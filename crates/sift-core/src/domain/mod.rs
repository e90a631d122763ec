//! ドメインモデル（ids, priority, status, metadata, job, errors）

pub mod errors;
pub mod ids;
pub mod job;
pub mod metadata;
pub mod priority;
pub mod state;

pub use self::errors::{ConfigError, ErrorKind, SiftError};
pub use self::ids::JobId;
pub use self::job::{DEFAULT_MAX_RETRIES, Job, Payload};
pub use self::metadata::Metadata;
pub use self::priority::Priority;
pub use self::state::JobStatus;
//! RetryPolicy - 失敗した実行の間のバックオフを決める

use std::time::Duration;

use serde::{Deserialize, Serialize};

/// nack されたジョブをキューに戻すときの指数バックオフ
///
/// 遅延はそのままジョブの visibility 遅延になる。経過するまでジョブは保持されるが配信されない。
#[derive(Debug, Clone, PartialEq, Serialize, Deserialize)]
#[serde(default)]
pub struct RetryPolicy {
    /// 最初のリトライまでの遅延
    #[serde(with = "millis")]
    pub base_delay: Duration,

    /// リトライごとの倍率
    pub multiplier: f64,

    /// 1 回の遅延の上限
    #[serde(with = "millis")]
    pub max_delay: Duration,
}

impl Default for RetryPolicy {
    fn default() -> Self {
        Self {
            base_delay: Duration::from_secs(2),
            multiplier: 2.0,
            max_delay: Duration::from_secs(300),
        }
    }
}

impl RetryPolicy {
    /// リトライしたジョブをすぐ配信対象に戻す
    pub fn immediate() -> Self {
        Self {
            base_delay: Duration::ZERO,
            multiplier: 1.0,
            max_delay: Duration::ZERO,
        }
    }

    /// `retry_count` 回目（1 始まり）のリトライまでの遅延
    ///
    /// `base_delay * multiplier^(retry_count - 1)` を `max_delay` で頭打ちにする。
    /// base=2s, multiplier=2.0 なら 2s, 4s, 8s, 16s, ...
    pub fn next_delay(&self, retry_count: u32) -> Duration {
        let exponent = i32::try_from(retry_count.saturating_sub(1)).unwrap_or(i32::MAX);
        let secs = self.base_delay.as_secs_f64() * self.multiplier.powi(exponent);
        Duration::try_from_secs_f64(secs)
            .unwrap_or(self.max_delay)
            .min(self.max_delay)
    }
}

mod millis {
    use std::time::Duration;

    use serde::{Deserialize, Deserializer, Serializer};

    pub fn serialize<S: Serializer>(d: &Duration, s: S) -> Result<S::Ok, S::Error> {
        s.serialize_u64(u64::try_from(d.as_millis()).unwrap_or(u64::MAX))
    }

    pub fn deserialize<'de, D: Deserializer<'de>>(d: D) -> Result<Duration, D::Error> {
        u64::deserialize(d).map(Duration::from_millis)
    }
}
* * *
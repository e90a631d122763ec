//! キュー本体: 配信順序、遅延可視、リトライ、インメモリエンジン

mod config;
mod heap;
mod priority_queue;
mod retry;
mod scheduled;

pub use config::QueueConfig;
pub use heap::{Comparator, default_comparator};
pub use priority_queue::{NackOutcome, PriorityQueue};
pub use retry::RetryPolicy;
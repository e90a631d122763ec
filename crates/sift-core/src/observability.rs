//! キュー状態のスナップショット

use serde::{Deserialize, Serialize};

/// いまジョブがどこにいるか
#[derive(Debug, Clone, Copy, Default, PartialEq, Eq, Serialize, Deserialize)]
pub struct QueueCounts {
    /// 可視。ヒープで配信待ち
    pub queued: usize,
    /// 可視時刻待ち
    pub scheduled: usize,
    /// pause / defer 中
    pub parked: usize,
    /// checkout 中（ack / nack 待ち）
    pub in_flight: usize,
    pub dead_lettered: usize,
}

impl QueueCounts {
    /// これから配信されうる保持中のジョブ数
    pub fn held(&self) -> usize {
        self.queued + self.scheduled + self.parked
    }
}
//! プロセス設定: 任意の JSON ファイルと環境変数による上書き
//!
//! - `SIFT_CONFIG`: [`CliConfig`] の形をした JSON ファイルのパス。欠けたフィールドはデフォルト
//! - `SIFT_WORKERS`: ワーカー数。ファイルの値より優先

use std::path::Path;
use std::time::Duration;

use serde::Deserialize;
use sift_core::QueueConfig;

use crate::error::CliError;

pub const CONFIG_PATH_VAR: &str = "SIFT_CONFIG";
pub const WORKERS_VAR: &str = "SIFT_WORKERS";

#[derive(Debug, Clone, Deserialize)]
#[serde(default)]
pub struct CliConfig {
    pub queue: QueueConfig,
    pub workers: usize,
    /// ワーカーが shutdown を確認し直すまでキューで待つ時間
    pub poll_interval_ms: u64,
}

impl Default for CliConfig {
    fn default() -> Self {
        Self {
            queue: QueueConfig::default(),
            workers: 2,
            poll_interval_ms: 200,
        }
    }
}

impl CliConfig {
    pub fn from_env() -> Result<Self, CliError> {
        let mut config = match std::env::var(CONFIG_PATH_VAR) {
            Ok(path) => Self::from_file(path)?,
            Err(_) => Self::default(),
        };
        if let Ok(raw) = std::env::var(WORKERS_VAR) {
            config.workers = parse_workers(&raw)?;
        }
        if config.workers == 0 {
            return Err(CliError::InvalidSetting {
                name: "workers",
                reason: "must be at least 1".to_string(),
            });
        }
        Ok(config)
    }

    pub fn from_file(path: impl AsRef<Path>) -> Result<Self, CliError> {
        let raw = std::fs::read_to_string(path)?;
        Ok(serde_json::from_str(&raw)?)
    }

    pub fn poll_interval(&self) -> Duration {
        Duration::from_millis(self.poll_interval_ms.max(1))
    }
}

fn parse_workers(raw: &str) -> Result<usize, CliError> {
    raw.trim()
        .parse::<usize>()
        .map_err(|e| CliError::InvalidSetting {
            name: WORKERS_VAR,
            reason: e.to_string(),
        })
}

EXERCISE PROMPT: Show every line of the material that includes the string "errors".

TASK RESPONSE:
//! ドメインモデル（ids, priority, status, metadata, job, errors）
pub mod errors;
pub use self::errors::{ConfigError, ErrorKind, SiftError};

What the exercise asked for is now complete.